BEGIN DATA SHOWN
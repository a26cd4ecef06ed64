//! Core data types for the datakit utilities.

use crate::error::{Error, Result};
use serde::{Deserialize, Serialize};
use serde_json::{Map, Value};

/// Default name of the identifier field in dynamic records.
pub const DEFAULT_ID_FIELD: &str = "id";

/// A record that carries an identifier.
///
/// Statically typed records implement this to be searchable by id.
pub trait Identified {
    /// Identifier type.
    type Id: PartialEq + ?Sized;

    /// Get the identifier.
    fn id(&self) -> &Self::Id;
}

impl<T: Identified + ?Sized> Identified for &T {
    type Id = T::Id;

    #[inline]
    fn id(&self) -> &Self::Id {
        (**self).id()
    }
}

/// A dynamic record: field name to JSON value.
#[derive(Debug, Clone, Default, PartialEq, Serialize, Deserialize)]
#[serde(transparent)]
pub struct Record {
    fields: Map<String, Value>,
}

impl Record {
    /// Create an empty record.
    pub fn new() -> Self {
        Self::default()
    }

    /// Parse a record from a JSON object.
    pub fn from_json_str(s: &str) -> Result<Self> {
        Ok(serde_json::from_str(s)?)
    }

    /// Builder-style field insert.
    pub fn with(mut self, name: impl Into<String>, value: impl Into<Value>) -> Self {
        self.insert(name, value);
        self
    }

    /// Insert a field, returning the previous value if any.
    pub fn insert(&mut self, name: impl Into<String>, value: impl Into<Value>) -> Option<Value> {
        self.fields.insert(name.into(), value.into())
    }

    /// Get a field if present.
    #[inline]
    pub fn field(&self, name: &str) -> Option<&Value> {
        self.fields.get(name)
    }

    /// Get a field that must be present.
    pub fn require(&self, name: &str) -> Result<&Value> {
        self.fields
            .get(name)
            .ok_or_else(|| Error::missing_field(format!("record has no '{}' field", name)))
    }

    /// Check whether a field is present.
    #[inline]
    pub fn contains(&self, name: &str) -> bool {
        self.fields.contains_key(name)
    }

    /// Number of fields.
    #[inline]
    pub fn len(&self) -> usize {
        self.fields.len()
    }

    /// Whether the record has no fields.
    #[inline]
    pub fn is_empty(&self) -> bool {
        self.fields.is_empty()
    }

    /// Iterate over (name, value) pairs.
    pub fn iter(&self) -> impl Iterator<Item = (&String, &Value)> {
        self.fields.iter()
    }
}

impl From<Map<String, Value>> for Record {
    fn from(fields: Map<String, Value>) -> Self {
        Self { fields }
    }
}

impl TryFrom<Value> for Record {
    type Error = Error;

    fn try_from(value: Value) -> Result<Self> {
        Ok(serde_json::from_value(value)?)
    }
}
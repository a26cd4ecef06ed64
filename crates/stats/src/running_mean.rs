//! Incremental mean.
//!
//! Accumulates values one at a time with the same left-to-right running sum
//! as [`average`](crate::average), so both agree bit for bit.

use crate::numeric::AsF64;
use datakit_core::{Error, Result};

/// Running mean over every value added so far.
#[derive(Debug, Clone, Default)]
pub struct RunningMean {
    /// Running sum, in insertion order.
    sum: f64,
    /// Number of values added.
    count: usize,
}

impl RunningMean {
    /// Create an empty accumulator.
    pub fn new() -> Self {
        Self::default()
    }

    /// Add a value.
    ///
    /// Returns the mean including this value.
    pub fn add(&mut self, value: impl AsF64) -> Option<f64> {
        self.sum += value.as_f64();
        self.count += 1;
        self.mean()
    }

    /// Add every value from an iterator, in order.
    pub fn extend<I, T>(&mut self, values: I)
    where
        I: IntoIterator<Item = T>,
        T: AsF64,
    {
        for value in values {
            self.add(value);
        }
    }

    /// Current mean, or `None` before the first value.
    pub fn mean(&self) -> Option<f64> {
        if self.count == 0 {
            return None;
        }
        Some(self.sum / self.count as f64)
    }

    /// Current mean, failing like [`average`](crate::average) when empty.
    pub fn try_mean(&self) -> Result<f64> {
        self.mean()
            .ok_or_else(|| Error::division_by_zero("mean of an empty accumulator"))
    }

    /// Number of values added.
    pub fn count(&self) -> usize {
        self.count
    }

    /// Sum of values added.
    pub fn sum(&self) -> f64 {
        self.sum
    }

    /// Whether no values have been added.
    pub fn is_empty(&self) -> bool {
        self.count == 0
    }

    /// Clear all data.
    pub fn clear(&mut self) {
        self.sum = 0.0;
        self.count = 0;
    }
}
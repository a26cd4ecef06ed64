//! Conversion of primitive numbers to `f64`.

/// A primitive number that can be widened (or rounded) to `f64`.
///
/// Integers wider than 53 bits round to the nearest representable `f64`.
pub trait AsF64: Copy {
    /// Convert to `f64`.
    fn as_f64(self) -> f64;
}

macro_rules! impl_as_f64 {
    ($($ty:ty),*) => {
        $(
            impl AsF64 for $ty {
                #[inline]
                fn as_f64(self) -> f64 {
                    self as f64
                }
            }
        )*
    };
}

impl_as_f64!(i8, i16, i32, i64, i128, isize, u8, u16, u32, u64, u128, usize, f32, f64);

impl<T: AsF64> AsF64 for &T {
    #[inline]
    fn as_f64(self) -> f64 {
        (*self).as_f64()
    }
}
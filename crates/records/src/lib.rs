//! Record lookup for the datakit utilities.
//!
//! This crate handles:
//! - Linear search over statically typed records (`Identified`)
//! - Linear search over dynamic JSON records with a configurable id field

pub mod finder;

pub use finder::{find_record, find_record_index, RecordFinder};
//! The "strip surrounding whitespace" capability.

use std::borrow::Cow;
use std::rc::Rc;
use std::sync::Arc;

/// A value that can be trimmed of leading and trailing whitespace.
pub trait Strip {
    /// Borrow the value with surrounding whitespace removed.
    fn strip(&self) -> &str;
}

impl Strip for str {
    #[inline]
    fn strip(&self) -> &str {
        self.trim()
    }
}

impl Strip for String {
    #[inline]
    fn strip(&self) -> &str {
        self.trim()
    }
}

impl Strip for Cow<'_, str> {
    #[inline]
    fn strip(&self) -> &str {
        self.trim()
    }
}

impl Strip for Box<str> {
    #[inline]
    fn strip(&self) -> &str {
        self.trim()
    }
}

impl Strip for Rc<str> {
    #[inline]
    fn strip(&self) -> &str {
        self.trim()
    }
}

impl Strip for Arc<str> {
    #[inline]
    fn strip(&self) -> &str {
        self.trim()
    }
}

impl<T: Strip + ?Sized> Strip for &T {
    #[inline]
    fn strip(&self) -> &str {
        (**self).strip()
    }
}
END DATA SHOWN
Give an exact transcription of all the material.

repository a26cd4ecef06ed64
//! Core data types for the datakit utilities.

use crate::error::{Error, Result};
use serde::{Deserialize, Serialize};
use serde_json::{Map, Value};

/// Default name of the identifier field in dynamic records.
pub const DEFAULT_ID_FIELD: &str = "id";

/// A record that carries an identifier.
///
/// Statically typed records implement this to be searchable by id.
pub trait Identified {
    /// Identifier type.
    type Id: PartialEq + ?Sized;

    /// Get the identifier.
    fn id(&self) -> &Self::Id;
}

impl<T: Identified + ?Sized> Identified for &T {
    type Id = T::Id;

    #[inline]
    fn id(&self) -> &Self::Id {
        (**self).id()
    }
}

/// A dynamic record: field name to JSON value.
#[derive(Debug, Clone, Default, PartialEq, Serialize, Deserialize)]
#[serde(transparent)]
pub struct Record {
    fields: Map<String, Value>,
}

impl Record {
    /// Create an empty record.
    pub fn new() -> Self {
        Self::default()
    }

    /// Parse a record from a JSON object.
    pub fn from_json_str(s: &str) -> Result<Self> {
        Ok(serde_json::from_str(s)?)
    }

    /// Builder-style field insert.
    pub fn with(mut self, name: impl Into<String>, value: impl Into<Value>) -> Self {
        self.insert(name, value);
        self
    }

    /// Insert a field, returning the previous value if any.
    pub fn insert(&mut self, name: impl Into<String>, value: impl Into<Value>) -> Option<Value> {
        self.fields.insert(name.into(), value.into())
    }

    /// Get a field if present.
    #[inline]
    pub fn field(&self, name: &str) -> Option<&Value> {
        self.fields.get(name)
    }

    /// Get a field that must be present.
    pub fn require(&self, name: &str) -> Result<&Value> {
        self.fields
            .get(name)
            .ok_or_else(|| Error::missing_field(format!("record has no '{}' field", name)))
    }

    /// Check whether a field is present.
    #[inline]
    pub fn contains(&self, name: &str) -> bool {
        self.fields.contains_key(name)
    }

    /// Number of fields.
    #[inline]
    pub fn len(&self) -> usize {
        self.fields.len()
    }

    /// Whether the record has no fields.
    #[inline]
    pub fn is_empty(&self) -> bool {
        self.fields.is_empty()
    }

    /// Iterate over (name, value) pairs.
    pub fn iter(&self) -> impl Iterator<Item = (&String, &Value)> {
        self.fields.iter()
    }
}

impl From<Map<String, Value>> for Record {
    fn from(fields: Map<String, Value>) -> Self {
        Self { fields }
    }
}

impl TryFrom<Value> for Record {
    type Error = Error;

    fn try_from(value: Value) -> Result<Self> {
        Ok(serde_json::from_value(value)?)
    }
}
repository a26cd4ecef06ed64
filename crates/stats/src/running_mean.rs
//! Incremental mean.
//!
//! Accumulates values one at a time with the same left-to-right running sum
//! as [`average`](crate::average), so both agree bit for bit.

use crate::numeric::AsF64;
use datakit_core::{Error, Result};

/// Running mean over every value added so far.
#[derive(Debug, Clone, Default)]
pub struct RunningMean {
    /// Running sum, in insertion order.
    sum: f64,
    /// Number of values added.
    count: usize,
}

impl RunningMean {
    /// Create an empty accumulator.
    pub fn new() -> Self {
        Self::default()
    }

    /// Add a value.
    ///
    /// Returns the mean including this value.
    pub fn add(&mut self, value: impl AsF64) -> Option<f64> {
        self.sum += value.as_f64();
        self.count += 1;
        self.mean()
    }

    /// Add every value from an iterator, in order.
    pub fn extend<I, T>(&mut self, values: I)
    where
        I: IntoIterator<Item = T>,
        T: AsF64,
    {
        for value in values {
            self.add(value);
        }
    }

    /// Current mean, or `None` before the first value.
    pub fn mean(&self) -> Option<f64> {
        if self.count == 0 {
            return None;
        }
        Some(self.sum / self.count as f64)
    }

    /// Current mean, failing like [`average`](crate::average) when empty.
    pub fn try_mean(&self) -> Result<f64> {
        self.mean()
            .ok_or_else(|| Error::division_by_zero("mean of an empty accumulator"))
    }

    /// Number of values added.
    pub fn count(&self) -> usize {
        self.count
    }

    /// Sum of values added.
    pub fn sum(&self) -> f64 {
        self.sum
    }

    /// Whether no values have been added.
    pub fn is_empty(&self) -> bool {
        self.count == 0
    }

    /// Clear all data.
    pub fn clear(&mut self) {
        self.sum = 0.0;
        self.count = 0;
    }
}
repository a26cd4ecef06ed64
//! Conversion of primitive numbers to `f64`.

/// A primitive number that can be widened (or rounded) to `f64`.
///
/// Integers wider than 53 bits round to the nearest representable `f64`.
pub trait AsF64: Copy {
    /// Convert to `f64`.
    fn as_f64(self) -> f64;
}

macro_rules! impl_as_f64 {
    ($($ty:ty),*) => {
        $(
            impl AsF64 for $ty {
                #[inline]
                fn as_f64(self) -> f64 {
                    self as f64
                }
            }
        )*
    };
}

impl_as_f64!(i8, i16, i32, i64, i128, isize, u8, u16, u32, u64, u128, usize, f32, f64);

impl<T: AsF64> AsF64 for &T {
    #[inline]
    fn as_f64(self) -> f64 {
        (*self).as_f64()
    }
}
filename crates/records/src/lib.rs
//! Record lookup for the datakit utilities.
//!
//! This crate handles:
//! - Linear search over statically typed records (`Identified`)
//! - Linear search over dynamic JSON records with a configurable id field

pub mod finder;

pub use finder::{find_record, find_record_index, RecordFinder};
//! The "strip surrounding whitespace" capability.

use std::borrow::Cow;
use std::rc::Rc;
use std::sync::Arc;

/// A value that can be trimmed of leading and trailing whitespace.
pub trait Strip {
    /// Borrow the value with surrounding whitespace removed.
    fn strip(&self) -> &str;
}

impl Strip for str {
    #[inline]
    fn strip(&self) -> &str {
        self.trim()
    }
}

impl Strip for String {
    #[inline]
    fn strip(&self) -> &str {
        self.trim()
    }
}

impl Strip for Cow<'_, str> {
    #[inline]
    fn strip(&self) -> &str {
        self.trim()
    }
}

impl Strip for Box<str> {
    #[inline]
    fn strip(&self) -> &str {
        self.trim()
    }
}

impl Strip for Rc<str> {
    #[inline]
    fn strip(&self) -> &str {
        self.trim()
    }
}

impl Strip for Arc<str> {
    #[inline]
    fn strip(&self) -> &str {
        self.trim()
    }
}

impl<T: Strip + ?Sized> Strip for &T {
    #[inline]
    fn strip(&self) -> &str {
        (**self).strip()
    }
}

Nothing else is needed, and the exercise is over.